Thomas Cook shares dive on tough Spain market

Travel group Thomas Cook reported lower profit margins in its British business due to tough competition in Spain, sending its shares down more than 10% and leaving it reliant on a recovery in Egypt and Turkey to ease the pressure, writes Alistair Smout

Tour operators and airlines have expanded capacity in Spain and other western Mediterranean destinations in response to security concerns in markets such as Tunisia, Egypt and Turkey.

That has prompted a price war among tour operators serving Spain, while allowing hotels to increase prices that Thomas Cook must pay, squeezing margins from both sides.

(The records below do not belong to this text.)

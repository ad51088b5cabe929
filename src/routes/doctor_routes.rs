// src/routes/doctor_routes.rs

use axum::{
    extract::{Path, Query, State},
    routing::{get, post},
    Json, Router,
};
use axum_extra::extract::WithRejection;
use serde::Deserialize;

use crate::{
    aggregation::{self, DoctorFilter},
    error::ApiError,
    models::{ActionResponse, ApiOk, AppState, DoctorInput, DoctorRow},
    routes::parse_date_param,
    store::doctors,
};

pub fn router() -> Router<AppState> {
    Router::new()
        .route("/doctors", get(list_doctors).post(create_doctor))
        .route("/doctors/search", get(search_doctors))
        .route(
            "/doctors/{doctor_id}",
            get(get_doctor).put(update_doctor).delete(delete_doctor),
        )
        .route("/doctors/{doctor_id}/toggle", post(toggle_doctor))
}

pub async fn list_doctors(
    State(state): State<AppState>,
) -> Result<Json<ApiOk<Vec<DoctorRow>>>, ApiError> {
    let rows = doctors::list(&state.db).await?;
    Ok(Json(ApiOk { data: rows }))
}

pub async fn get_doctor(
    State(state): State<AppState>,
    WithRejection(Path(doctor_id), _): WithRejection<Path<i64>, ApiError>,
) -> Result<Json<ApiOk<DoctorRow>>, ApiError> {
    let row = doctors::get(&state.db, doctor_id).await?;
    Ok(Json(ApiOk { data: row }))
}

pub async fn create_doctor(
    State(state): State<AppState>,
    WithRejection(Json(req), _): WithRejection<Json<DoctorInput>, ApiError>,
) -> Result<Json<ActionResponse<DoctorRow>>, ApiError> {
    let row = doctors::create(&state.db, &req).await?;
    Ok(Json(ActionResponse::ok("doctor added", row)))
}

pub async fn update_doctor(
    State(state): State<AppState>,
    WithRejection(Path(doctor_id), _): WithRejection<Path<i64>, ApiError>,
    WithRejection(Json(req), _): WithRejection<Json<DoctorInput>, ApiError>,
) -> Result<Json<ActionResponse<DoctorRow>>, ApiError> {
    let row = doctors::update(&state.db, doctor_id, &req).await?;
    Ok(Json(ActionResponse::ok("doctor updated", row)))
}

pub async fn toggle_doctor(
    State(state): State<AppState>,
    WithRejection(Path(doctor_id), _): WithRejection<Path<i64>, ApiError>,
) -> Result<Json<ActionResponse<DoctorRow>>, ApiError> {
    let row = doctors::toggle_availability(&state.db, doctor_id).await?;
    let message = if row.available {
        "doctor is now available"
    } else {
        "doctor is now unavailable"
    };
    Ok(Json(ActionResponse::ok(message, row)))
}

pub async fn delete_doctor(
    State(state): State<AppState>,
    WithRejection(Path(doctor_id), _): WithRejection<Path<i64>, ApiError>,
) -> Result<Json<ActionResponse<()>>, ApiError> {
    doctors::delete(&state.db, doctor_id).await?;
    Ok(Json(ActionResponse::done(
        "doctor deleted together with their appointments and prescriptions",
    )))
}

#[derive(Debug, Deserialize)]
pub struct DoctorSearchQuery {
    pub name: Option<String>,
    pub department: Option<String>,
    pub date: Option<String>,
}

pub async fn search_doctors(
    State(state): State<AppState>,
    WithRejection(Query(q), _): WithRejection<Query<DoctorSearchQuery>, ApiError>,
) -> Result<Json<ApiOk<Vec<DoctorRow>>>, ApiError> {
    let filter = DoctorFilter {
        name_contains: q.name,
        department: q.department,
        has_appointment_on: parse_date_param("date", q.date.as_deref())?,
    };
    let rows = aggregation::search_doctors(&state.db, &filter).await?;
    Ok(Json(ApiOk { data: rows }))
}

A weaker pound has made the situation more difficult.

The company said that while bookings for next summer were at an early stage, better demand for trips to Egypt and Turkey in 2018 should help alleviate some of the margin pressure.

“My experience tells me that (the Spanish market) is balancing out,” chief executive Peter Fankhauser told reporters.

“As soon as Turkey, Egypt and the eastern Mediterranean destinations (have) increased demand, the Spanish hoteliers will see that they will have to adapt their prices to level it out,” he said. Mr Fankhauser said that 42% of its holidays in summer 2017 were to Spain, but that should go down, with some capacity redirected into Egypt.

The shares slid after Thomas Cook said margins in Britain were lower after four years of profit growth. Shares in larger rival Tui were down 2% at one stage. Underlying earnings before interest and tax (EBIT) were £330m (€372m) in 2016-2017, Thomas Cook said, a little ahead of an analyst consensus of £327m.

The group said it was “well positioned” to achieve current market expectations for 2018, given strong early bookings for next summer.

One positive element was the performance of the group’s airline business, which improved profits by £24m in the year, helped by a recovery for German carrier Condor. Mr Fankhauser said that the performance was especially encouraging in a year when Air Berlin, Monarch and Alitalia have all gone into administration, partly as a result of the intense competition in the industry.